• REQUIREMENT: Out of the lines below, please list those that hold the string "archived".
** TASK MATERIAL follows **
// src/coordinator.rs
// =============================================================================
// This module drives the whole run.
//
// Responsibilities:
// 1. Discover eligible documents: *.md / *.html anywhere under the root
//    whose immediate parent directory name is on the allow-list.
// 2. Fan out one task per document, bounded by a semaphore (bound = 1 gives
//    a fully sequential run).
// 3. Per document: extract references, resolve each through the liveness
//    checker and archive resolver, apply rewrites, persist if dirty.
// 4. Aggregate every outcome into the shared RunReport.
//
// No failure inside a reference or document may take down the run: every
// document is attempted, and the report is always produced.
// =============================================================================

use std::path::{Path, PathBuf};
use std::sync::Arc;

use anyhow::Result;
use reqwest::Client;
use tokio::sync::Semaphore;
use tokio_util::sync::CancellationToken;
use tracing::{debug, error, info, warn};

use crate::config::Config;
use crate::report::RunReport;
use crate::resolver::{self, liveness, ResolutionOutcome};
use crate::rewrite::DocumentState;
use crate::scanner;

/// Everything a document task needs, passed by reference — no process-wide
/// singletons. The report is the only member tasks mutate.
pub struct RunContext {
    pub config: Config,
    pub client: Client,
    pub report: RunReport,
    pub cancel: CancellationToken,
}

impl RunContext {
    pub fn new(config: Config) -> Result<Self> {
        let client = Client::builder()
            .timeout(liveness::HTTP_TIMEOUT)
            .redirect(reqwest::redirect::Policy::limited(5))
            .user_agent(liveness::USER_AGENT)
            .build()?;
        Ok(RunContext {
            config,
            client,
            report: RunReport::new(),
            cancel: CancellationToken::new(),
        })
    }
}

/// Walks the content tree and returns the documents to process, sorted for
/// a deterministic order when concurrency is 1.
pub fn discover_documents(config: &Config) -> Vec<PathBuf> {
    let mut documents = Vec::new();
    for entry in jwalk::WalkDir::new(&config.root).sort(true) {
        let entry = match entry {
            Ok(entry) => entry,
            Err(err) => {
                warn!(error = %err, "skipping unreadable directory entry");
                continue;
            }
        };
        if !entry.file_type().is_file() {
            continue;
        }
        let path = entry.path();
        let is_document = matches!(
            path.extension().and_then(|ext| ext.to_str()),
            Some("md") | Some("html")
        );
        if !is_document {
            continue;
        }
        let allowed = path
            .parent()
            .and_then(Path::file_name)
            .and_then(|name| name.to_str())
            .map(|name| config.allowed_dirs.iter().any(|dir| dir == name))
            .unwrap_or(false);
        if allowed {
            documents.push(path);
        } else {
            debug!(document = %path.display(), "parent directory not on the allow-list");
        }
    }
    documents
}

/// Processes every discovered document with bounded parallelism, then
/// returns once all tasks have joined. The report lives in `ctx`.
pub async fn run(ctx: Arc<RunContext>) -> Result<()> {
    let documents = discover_documents(&ctx.config);
    info!(count = documents.len(), "discovered eligible documents");

    let semaphore = Arc::new(Semaphore::new(ctx.config.concurrency));
    let mut handles = Vec::with_capacity(documents.len());
    for path in documents {
        let ctx = Arc::clone(&ctx);
        let semaphore = Arc::clone(&semaphore);
        handles.push(tokio::spawn(async move {
            let Ok(_permit) = semaphore.acquire_owned().await else {
                return;
            };
            if ctx.cancel.is_cancelled() {
                info!(document = %path.display(), "run cancelled, skipping document");
                return;
            }
            process_document(&ctx, &path).await;
        }));
    }

    // A panicking task must not take its siblings down with it.
    for result in futures::future::join_all(handles).await {
        if let Err(err) = result {
            error!(error = %err, "document task failed");
        }
    }
    Ok(())
}

/// Runs the full extract → check → resolve → rewrite chain for one document.
/// Outcomes are applied only to this document's own working text.
async fn process_document(ctx: &RunContext, path: &Path) {
    let mut doc = match DocumentState::load(path).await {
        Ok(doc) => doc,
        Err(err) => {
            warn!(document = %path.display(), error = %err, "could not read document");
            return;
        }
    };

    info!(document = %path.display(), "processing");
    let references = scanner::extract_links(&doc.original_text, path);

    for reference in &references {
        // Cancellation stops new probes; rewrites already applied below
        // still persist because the document is dirty.
        if ctx.cancel.is_cancelled() {
            break;
        }
        match resolver::resolve_reference(&ctx.client, &ctx.config, &reference.target).await {
            ResolutionOutcome::Alive => {}
            ResolutionOutcome::Unresolvable { original } => {
                ctx.report.record_failure(original);
            }
            ResolutionOutcome::Resolved { original, archived } => {
                if doc.apply(reference, &archived) {
                    info!(document = %path.display(), %original, %archived, "substituted link");
                    ctx.report.record_substitution(original, archived);
                }
            }
        }
    }

    if !doc.dirty {
        // Byte-identical to what is on disk; no write happens at all.
        return;
    }
    if ctx.config.dry_run {
        info!(document = %path.display(), "dry run, not persisting rewrites");
        return;
    }
    match doc.persist().await {
        Ok(()) => info!(document = %path.display(), "fixed links and rewrote document"),
        Err(err) => {
            error!(document = %path.display(), error = %err, "persistence failed");
            ctx.report.record_persistence_failure();
        }
    }
}

#[cfg(test)]
mod tests {
    use super::*;

    fn config_rooted_at(root: &Path) -> Config {
        Config {
            root: root.to_path_buf(),
            site_base: "https://example.com".to_string(),
            allowed_dirs: vec!["_posts".to_string(), "templates".to_string()],
            concurrency: 4,
            dry_run: false,
            wayback_api: String::new(),
            webhook_url: None,
            webhook_token: None,
        }
    }

    #[test]
    fn test_discovery_honors_extension_and_parent_directory() {
        let dir = tempfile::tempdir().unwrap();
        let root = dir.path();
        std::fs::create_dir_all(root.join("_posts/nested")).unwrap();
        std::fs::create_dir_all(root.join("drafts")).unwrap();
        std::fs::create_dir_all(root.join("templates")).unwrap();

        std::fs::write(root.join("_posts/a.md"), "").unwrap();
        std::fs::write(root.join("_posts/b.html"), "").unwrap();
        std::fs::write(root.join("_posts/c.txt"), "").unwrap();
        std::fs::write(root.join("_posts/nested/d.md"), "").unwrap();
        std::fs::write(root.join("drafts/e.md"), "").unwrap();
        std::fs::write(root.join("templates/f.html"), "").unwrap();
        std::fs::write(root.join("top.md"), "").unwrap();

        let config = config_rooted_at(root);
        let found = discover_documents(&config);
        let names: Vec<String> = found
            .iter()
            .map(|p| p.file_name().unwrap().to_string_lossy().to_string())
            .collect();

        // Only md/html directly inside an allow-listed directory survive;
        // "nested" is the immediate parent of d.md and is not listed.
        assert_eq!(names, vec!["a.md", "b.html", "f.html"]);
    }

    #[test]
    fn test_discovery_of_empty_tree_is_empty() {
        let dir = tempfile::tempdir().unwrap();
        let config = config_rooted_at(dir.path());
        assert!(discover_documents(&config).is_empty());
    }
}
** End of TASK MATERIAL **
• RESPONSE FOR THIS EXERCISE:
            ResolutionOutcome::Resolved { original, archived } => {
                if doc.apply(reference, &archived) {
                    info!(document = %path.display(), %original, %archived, "substituted link");
                    ctx.report.record_substitution(original, archived);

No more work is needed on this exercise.